The babies were born two months premature, but the couple was not told that Gammy had Down syndrome, only that he had a congenital heart condition, the friend said.
“Gammy was very sick when he was born and the biological parents were told he would not survive and he had a day, at best, to live and to say goodbye,” she said.
The couple then became embroiled in a legal battle to bring home Gammy's twin sister.
“The biological parents were heartbroken that they couldn't take their boy with them and never wanted to give him up, but to stay would risk them losing their daughter also,” the friend said.
Her comments are in contrast with previous media reports that indicated the parents never knew about Gammy - a claim the Thai birth mother has rejected.
It also emerged today that Gammy's WA father was sentenced to three years jail in 1997 for sexually molesting two girls under the age of 13.
Just months later, while still imprisoned, he was charged again - this time with six counts of indecent dealings with a child under the age of 13.
Those offences were said to have occurred over a 10-month period in the mid-1990s.
He was found guilty a second time and received an 18-month jail term.
Ms Pattharamon, who claims she was promised $16,000 to give birth to the twins, said she was shocked at revelations and now wants the girl back.
She initially said she forgave the parents for leaving Gammy with her. But after hearing of the father's denial, she told Fairfax Media she was very upset and was considering suing the WA couple.
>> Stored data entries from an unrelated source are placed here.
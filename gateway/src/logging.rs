use std::sync::Arc;
use std::time::Instant;

use axum::{
    extract::{Request, State},
    middleware::Next,
    response::Response,
};

use crate::state::AppState;

/// Middleware that logs HTTP requests at INFO level, together with slot and
/// wait-queue occupancy once the response is ready.
///
/// For streamed responses the duration covers time to headers only, and the
/// stream still holds its slot when the line is written.
pub async fn request_logger(
    State(state): State<Arc<AppState>>,
    request: Request,
    next: Next,
) -> Response {
    let start = Instant::now();
    let method = request.method().clone();
    let path = request.uri().path().to_string();

    let response = next.run(request).await;

    tracing::info!(
        method = %method,
        path = %path,
        status = response.status().as_u16(),
        duration_ms = start.elapsed().as_millis() as u64,
        free_slots = state.admission.available_slots(),
        queued = state.admission.queue_depth(),
        "HTTP request"
    );

    response
}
Gammy's plight has triggered international reaction and reignited the debate about surrogacy. The case became more complicated tonight with Thai authorities threatening to take legal action against Ms Pattharamon.
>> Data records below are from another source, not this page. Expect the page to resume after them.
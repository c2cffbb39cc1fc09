//! Prometheus metrics for the gateway.
//!
//! All collectors live in a registry owned by [`GatewayMetrics`], which is
//! created once at startup and shared through the application state.

use prometheus::{
    Encoder, HistogramOpts, HistogramVec, IntCounterVec, IntGauge, Opts, Registry, TextEncoder,
};

/// Latency buckets in seconds, sized for LLM generations.
const LATENCY_BUCKETS: &[f64] = &[0.1, 0.25, 0.5, 1.0, 2.0, 5.0, 10.0, 20.0, 40.0, 80.0, 160.0];

#[derive(Debug, thiserror::Error)]
pub enum MetricsError {
    #[error("Metrics registration failed: {0}")]
    Prometheus(#[from] prometheus::Error),

    #[error("Metrics output is not valid UTF-8")]
    Encoding(#[from] std::string::FromUtf8Error),
}

/// Counters, gauges and histograms recorded by the request pipeline.
pub struct GatewayMetrics {
    registry: Registry,
    /// Requests by endpoint and final status code.
    pub requests_total: IntCounterVec,
    /// Requests currently holding a slot.
    pub active_requests: IntGauge,
    /// Requests waiting in the admission queue.
    pub queue_depth: IntGauge,
    /// End-to-end latency by endpoint.
    pub request_latency: HistogramVec,
    /// 1 when the last health probe reached the backend with models loaded.
    pub backend_up: IntGauge,
}

impl GatewayMetrics {
    pub fn new() -> Result<Self, MetricsError> {
        let registry = Registry::new();

        let requests_total = IntCounterVec::new(
            Opts::new("api_requests_total", "Total API requests"),
            &["endpoint", "status"],
        )?;
        let active_requests =
            IntGauge::new("api_active_requests", "Number of active GPU requests")?;
        let queue_depth = IntGauge::new(
            "api_queue_depth",
            "Number of queued requests waiting for GPU",
        )?;
        let request_latency = HistogramVec::new(
            HistogramOpts::new(
                "api_request_latency_seconds",
                "End-to-end request latency (seconds)",
            )
            .buckets(LATENCY_BUCKETS.to_vec()),
            &["endpoint"],
        )?;
        let backend_up = IntGauge::new(
            "api_backend_up",
            "Whether the last health probe found the backend serving models",
        )?;

        registry.register(Box::new(requests_total.clone()))?;
        registry.register(Box::new(active_requests.clone()))?;
        registry.register(Box::new(queue_depth.clone()))?;
        registry.register(Box::new(request_latency.clone()))?;
        registry.register(Box::new(backend_up.clone()))?;

        Ok(Self {
            registry,
            requests_total,
            active_requests,
            queue_depth,
            request_latency,
            backend_up,
        })
    }

    /// Count a finished request.
    pub fn record_request(&self, endpoint: &str, status: &str) {
        self.requests_total
            .with_label_values(&[endpoint, status])
            .inc();
    }

    pub fn observe_latency(&self, endpoint: &str, seconds: f64) {
        self.request_latency
            .with_label_values(&[endpoint])
            .observe(seconds);
    }

    /// Render all metrics in the Prometheus text exposition format.
    pub fn encode(&self) -> Result<String, MetricsError> {
        let mut buffer = Vec::new();
        TextEncoder::new().encode(&self.registry.gather(), &mut buffer)?;
        Ok(String::from_utf8(buffer)?)
    }

    /// Content type of [`GatewayMetrics::encode`] output.
    pub fn content_type(&self) -> String {
        TextEncoder::new().format_type().to_string()
    }
}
The Thai Ministry of Public Health says it is co-ordinating with other agencies in a crackdown against medical facilities and agencies linked to the commercial surrogacy the ministry calls "illegal".
Premier Colin Barnett described it as a "very sad and distressing situation" but said there was little the State Government could do.
"Because the two babies were born in Thailand, that is beyond WA jurisdiction," he said. "Surrogacy can take place in WA, but under very strict conditions and there can be no payment of monies if surrogacy occurs here."
Mr Barnett said it would be "very difficult, if not impossible" to regulate from Australia what happened in a foreign country.
In WA, couples can enter into a commercial surrogacy agreement overseas, unlike in NSW, Queensland and the ACT.
Prime Minister Tony Abbott said he would look into giving the surrogate family some support.
"I guess it illustrates some of the pitfalls involved in this particular business," he said.
"It's a very, very sad story and I hate to think that a child could be abandoned like that."
Immigration Minister Scott Morrison said Ms Pattharamon was a "saint" for caring for Gammy despite already having two young children of her own.
Mora Kelly, founder of the Children First Foundation, which brings sick children from developing countries to Australia for medical treatment, said she had discussed with Hands Across the Water the possibility of bringing Gammy to the Australian city of Melbourne for heart surgery.
“I believe that this child should be able to access our health care system here in Australia,” Ms Kelly told ABC.
“This child, in essence ... should be an Australian citizen.”
But Hands Across the Water founder and chairman Peter Baines said Pattaramon and her family's wishes would need to be considered in any decision to fly Gammy to Australia.
“Certainly our position is that there is no need to bring Gammy out to Australia,” Mr Baines said.
"There's a high level of medical care available in Thailand and there's nothing to my knowledge that indicates he's suffering from something that can't be treated in Thailand.”